RAID 1D (Mirroring with delay)

Nov 20, 2014

Summary

RAID 1D is a reliable and cost-effective method to protect data in non-mission critical environments that face a higher risk of damage from user error (accidental file deletion or overwrites) where a real-time RAID setup would not offer protection.

Configuration

Two hard drives with identical capacities (recommended that they be of different vintages / manufacturers) are required for RAID 1D:

Hard drive 1 is the primary drive, to which all read/write activity occurs in real-time. The hard drive is configured to be always-on and is mounted locally and via NFS, SMB, etc.
Hard drive 2 is the replica drive, which is powered on but kept spun down in a sleep mode. This drive is woken up to receive an rsync job on a periodic basis (typically daily), but otherwise remains offline to create a “clean room” environment. HDD 2 should only be mounted outside of the scheduled replication window for data recovery purposes to rebuild data on HDD 1.

As with RAID 1, the data is duplicated across two drives, helping to safeguard it from hardware malfunction on either drive. However, since RAID 1 writes all filesystem changes immediately to both drives, it does not protect against human-introduced errors in the filesystem such as accidental file deletion, accidental overwriting of existing files, or even extreme instances of mutilation like drive formatting or file table manipulation. The replication time delay introduced with RAID 1D provides a user with a previous state from which to retrieve unaffected data, which is stored safely in an immutable state where it is immune from many common accidents and even from a wide range of malicious scripts.

Naming

RAID 1D is so named because it mirrors data RAID 1 with a delay D.

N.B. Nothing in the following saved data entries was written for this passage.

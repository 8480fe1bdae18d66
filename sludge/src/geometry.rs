use crate::Error;

/// Circular tank footprint centered at the origin and the vertical range shown in the scene.
#[derive(Debug, Clone, Copy, PartialEq)]
pub struct TankGeometry {
	radius: f64,
	pub z_bottom: f64,
	pub z_top: f64,
}

impl TankGeometry {
	pub fn new(radius: f64, z_bottom: f64, z_top: f64) -> Result<Self, Error> {
		if !(radius.is_finite() && radius > 0.0) {
			return Err(Error::InvalidRadius(radius));
		}
		if z_top <= z_bottom {
			log::warn!("Tank top {} is not above the bottom {}", z_top, z_bottom);
		}
		Ok(Self { radius, z_bottom, z_top })
	}

	pub fn radius(&self) -> f64 {
		self.radius
	}

	pub fn contains(&self, x: f64, y: f64) -> bool {
		x * x + y * y <= self.radius * self.radius
	}
}

#[derive(Debug, Clone, Copy, PartialEq, Eq)]
pub struct GridSpec {
	resolution: usize,
}

impl GridSpec {
	/// Smallest resolution offered to users.
	pub const MIN: usize = 10;
	/// Largest resolution offered to users.
	pub const MAX: usize = 100;

	pub fn new(resolution: usize) -> Result<Self, Error> {
		if resolution == 0 {
			return Err(Error::InvalidResolution(resolution));
		}
		Ok(Self { resolution })
	}

	pub fn resolution(&self) -> usize {
		self.resolution
	}

	/// `resolution` evenly spaced values from `-radius` to `radius`, both included.
	/// A single value sits at `-radius`.
	pub fn axis(&self, radius: f64) -> Vec<f64> {
		if self.resolution == 1 {
			return vec![-radius];
		}
		let step = 2.0 * radius / (self.resolution - 1) as f64;
		(0..self.resolution)
			.map(|index| match index {
				i if i + 1 == self.resolution => radius,
				i => -radius + i as f64 * step,
			})
			.collect()
	}
}
use nalgebra as na;
use serde::Serialize;

use crate::{HeightGrid, SamplePoint, TankGeometry};

/// Height of a label above its sample.
pub const LABEL_OFFSET: f64 = 0.2;
/// Distance of the camera eye from the scene center, in scene units.
pub const EYE_DISTANCE: f64 = 2.0;

pub const WIDTH: u32 = 950;
pub const HEIGHT: u32 = 700;

#[derive(Debug, Clone, Copy, PartialEq, Eq)]
pub struct Rgb(pub u8, pub u8, pub u8);

impl std::fmt::Display for Rgb {
	fn fmt(&self, f: &mut std::fmt::Formatter<'_>) -> std::fmt::Result {
		write!(f, "#{:02x}{:02x}{:02x}", self.0, self.1, self.2)
	}
}

#[derive(Debug, Clone, Copy, PartialEq)]
pub struct ColorStop {
	pub position: f64,
	pub color: Rgb,
}

/// Colors for relative heights between 0 and 1.
#[derive(Debug, Clone, PartialEq)]
pub struct ColorScale {
	stops: Vec<ColorStop>,
}

impl ColorScale {
	/// Low to high accumulation: dark blue, sky blue, yellow, red.
	pub fn sludge() -> Self {
		Self {
			stops: vec![
				ColorStop { position: 0.0, color: Rgb(0x00, 0x00, 0x8b) },
				ColorStop { position: 0.2, color: Rgb(0x00, 0xbf, 0xff) },
				ColorStop { position: 0.8, color: Rgb(0xff, 0xff, 0x00) },
				ColorStop { position: 1.0, color: Rgb(0xff, 0x00, 0x00) },
			],
		}
	}

	pub fn stops(&self) -> &[ColorStop] {
		&self.stops
	}
}

#[derive(Debug, Clone, Copy, PartialEq)]
pub struct Camera {
	pub eye: na::Point3<f64>,
}

impl Camera {
	/// Eye on a sphere around the scene, `elevation` above the floor and `azimuth` around the
	/// vertical axis, both in degrees.
	pub fn from_angles(elevation: f64, azimuth: f64) -> Self {
		let (elevation, azimuth) = (elevation.to_radians(), azimuth.to_radians());
		let eye = na::point![
			elevation.cos() * azimuth.cos(),
			elevation.cos() * azimuth.sin(),
			elevation.sin()
		] * EYE_DISTANCE;
		Self { eye }
	}
}

#[derive(Debug, Clone, PartialEq)]
pub struct Axis {
	pub title: String,
	pub range: [f64; 2],
}

#[derive(Debug, Clone, PartialEq, Serialize)]
pub struct Font {
	pub size: u32,
	pub color: String,
	pub family: String,
}

#[derive(Debug, Clone, PartialEq)]
pub struct Label {
	/// Index of the sample in input order.
	pub sample: usize,
	pub position: na::Point3<f64>,
	pub text: String,
}

#[derive(Debug, Clone, PartialEq)]
pub struct Surface {
	pub grid: HeightGrid,
	pub color_scale: ColorScale,
	pub color_bar_title: String,
}

#[derive(Debug, Clone, PartialEq)]
pub struct SceneOptions {
	pub title: String,
	pub labels: bool,
	pub camera: Camera,
}

/// Everything an external renderer needs for the tank surface.
#[derive(Debug, Clone, PartialEq)]
pub struct SceneDescription {
	pub title: String,
	pub surface: Surface,
	pub labels: Vec<Label>,
	pub label_font: Font,
	pub x_axis: Axis,
	pub y_axis: Axis,
	pub z_axis: Axis,
	pub camera: Camera,
	pub width: u32,
	pub height: u32,
}

/// Build the scene for an interpolated grid.
///
/// The horizontal axes run from `radius` to `-radius`. Labels are only created for samples inside
/// the tank, named by their position in the input.
pub fn compose_scene(
	grid: HeightGrid,
	samples: &[SamplePoint],
	geometry: &TankGeometry,
	options: &SceneOptions,
) -> SceneDescription {
	let radius = geometry.radius();

	let labels = if options.labels {
		samples
			.iter()
			.enumerate()
			.filter(|(_, sample)| geometry.contains(sample.x, sample.y))
			.map(|(index, sample)| Label {
				sample: index,
				position: na::point![sample.x, sample.y, sample.z + LABEL_OFFSET],
				text: format!("A{}", index + 1),
			})
			.collect()
	} else {
		Vec::new()
	};
	let skipped = samples.iter().filter(|s| !geometry.contains(s.x, s.y)).count();
	if skipped > 0 {
		log::info!("{} samples outside of the tank are not labeled", skipped);
	}

	SceneDescription {
		title: options.title.clone(),
		surface: Surface {
			grid,
			color_scale: ColorScale::sludge(),
			color_bar_title: String::from("Sludge height (m)"),
		},
		labels,
		label_font: Font {
			size: 12,
			color: String::from("black"),
			family: String::from("Arial"),
		},
		x_axis: Axis { title: String::from("X (m)"), range: [radius, -radius] },
		y_axis: Axis { title: String::from("Y (m)"), range: [radius, -radius] },
		z_axis: Axis {
			title: String::from("Height Z (m)"),
			range: [geometry.z_bottom, geometry.z_top],
		},
		camera: options.camera,
		width: WIDTH,
		height: HEIGHT,
	}
}
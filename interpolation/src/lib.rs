//! Cubic interpolation of scattered 2D samples.
//!
//! The samples are triangulated with a Delaunay triangulation, gradients are estimated at every
//! vertex by minimizing the curvature along all edges and each triangle is turned into a
//! Clough-Tocher macro patch. The resulting surface is C1 continuous, passes through every sample
//! and is undefined outside the convex hull of the samples.

mod clough_tocher;
mod delaunay;
mod gradient;

pub use clough_tocher::CloughTocher;
pub use delaunay::Delaunay;

/// Minimum number of distinct sample locations for a cubic interpolant.
pub const MIN_POINTS: usize = 4;

#[derive(thiserror::Error, Debug, Clone, PartialEq)]
pub enum Error {
	#[error("{points} points but {values} values")]
	LengthMismatch { points: usize, values: usize },

	#[error("Sample {index} is not finite")]
	NonFinite { index: usize },

	#[error("At least {required} distinct points are required, found {found}")]
	NotEnoughPoints { found: usize, required: usize },

	#[error("Points are collinear, no triangulation exists")]
	Collinear,

	#[error("Point coordinates span a range that cannot be represented")]
	Extent,

	#[error("Gradient estimation is singular")]
	Singular,
}
use std::{
	fs::File,
	io::{BufWriter, Write},
	path::Path,
};

use serde_json::{json, Value};

use crate::{Error, SceneDescription};

const PLOTLY_SCRIPT: &str = "https://cdn.plot.ly/plotly-2.35.2.min.js";

impl SceneDescription {
	/// Plotly figure with a surface trace and one text trace per label.
	/// Undefined cells become `null`, which Plotly draws as gaps.
	pub fn to_plotly(&self) -> Value {
		let grid = &self.surface.grid;
		let color_scale = self
			.surface
			.color_scale
			.stops()
			.iter()
			.map(|stop| json!([stop.position, stop.color.to_string()]))
			.collect::<Vec<_>>();

		let mut data = vec![json!({
			"type": "surface",
			"x": grid.xs(),
			"y": grid.ys(),
			"z": grid.rows().collect::<Vec<_>>(),
			"colorscale": color_scale,
			"colorbar": { "title": { "text": self.surface.color_bar_title } },
		})];
		data.extend(self.labels.iter().map(|label| {
			json!({
				"type": "scatter3d",
				"mode": "text",
				"x": [label.position.x],
				"y": [label.position.y],
				"z": [label.position.z],
				"text": [label.text],
				"textposition": "top center",
				"textfont": self.label_font,
				"showlegend": false,
			})
		}));

		let axis = |axis: &crate::Axis| json!({ "title": { "text": axis.title }, "range": axis.range });
		json!({
			"data": data,
			"layout": {
				"title": {
					"text": self.title,
					"x": 0.5,
					"xanchor": "center",
					"font": { "size": 20 },
				},
				"scene": {
					"xaxis": axis(&self.x_axis),
					"yaxis": axis(&self.y_axis),
					"zaxis": axis(&self.z_axis),
					"camera": {
						"eye": { "x": self.camera.eye.x, "y": self.camera.eye.y, "z": self.camera.eye.z },
					},
				},
				"width": self.width,
				"height": self.height,
			},
		})
	}

	pub fn save_json(&self, path: impl AsRef<Path>) -> Result<(), Error> {
		let mut writer = BufWriter::new(File::create(path)?);
		serde_json::to_writer_pretty(&mut writer, &self.to_plotly())?;
		writer.flush()?;
		Ok(())
	}

	/// Standalone page that draws the figure with plotly.js.
	pub fn to_html(&self) -> Result<String, Error> {
		// a `</script>` inside a string would end the script block early
		let figure = serde_json::to_string(&self.to_plotly())?.replace("</", "<\\/");
		Ok(format!(
			concat!(
				"<!DOCTYPE html>\n",
				"<html>\n",
				"<head>\n",
				"<meta charset=\"utf-8\">\n",
				"<title>{}</title>\n",
				"<script src=\"{}\"></script>\n",
				"</head>\n",
				"<body>\n",
				"<div id=\"scene\"></div>\n",
				"<script>\n",
				"const figure = {};\n",
				"Plotly.newPlot(\"scene\", figure.data, figure.layout);\n",
				"</script>\n",
				"</body>\n",
				"</html>\n",
			),
			escape_html(&self.title),
			PLOTLY_SCRIPT,
			figure
		))
	}

	pub fn save_html(&self, path: impl AsRef<Path>) -> Result<(), Error> {
		std::fs::write(path, self.to_html()?)?;
		Ok(())
	}
}

fn escape_html(text: &str) -> String {
	let mut escaped = String::with_capacity(text.len());
	for c in text.chars() {
		match c {
			'&' => escaped.push_str("&amp;"),
			'<' => escaped.push_str("&lt;"),
			'>' => escaped.push_str("&gt;"),
			'"' => escaped.push_str("&quot;"),
			c => escaped.push(c),
		}
	}
	escaped
}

Improving replica drive isolation

To improve the security and isolation of the data on the replica drive, the volume should remain unmounted until the replication task begins. With the drive unmounted, the filesystem has greater protection from careless or malicious commands, although the physical device may be damaged by commands targeting the device itself. When mounting the replica, mount it only to a single, local mount point on the server. Never allow access to the replica drive via NFS, SMB, or any other protocol to limit the processes and machines that have access to the device.

Rationale

By introducing a time delay in replication, the security and consistency of the data stored on the mirror is assured until the next replication job. Longer delays between replication jobs offer a greater period in which to recover from accidents on the master drive. However, the longer the delay, the greater the risk of losing recently-created data that has not been replicated to the mirror.

Choosing a delay depends on the data usage scenario. For the case of a single user doing non-critical work, RAID 1D with a 24 or 48 hour replication period provides a balance between keeping the backup data safe and limiting loss of fresh data to a relatively short amount of time.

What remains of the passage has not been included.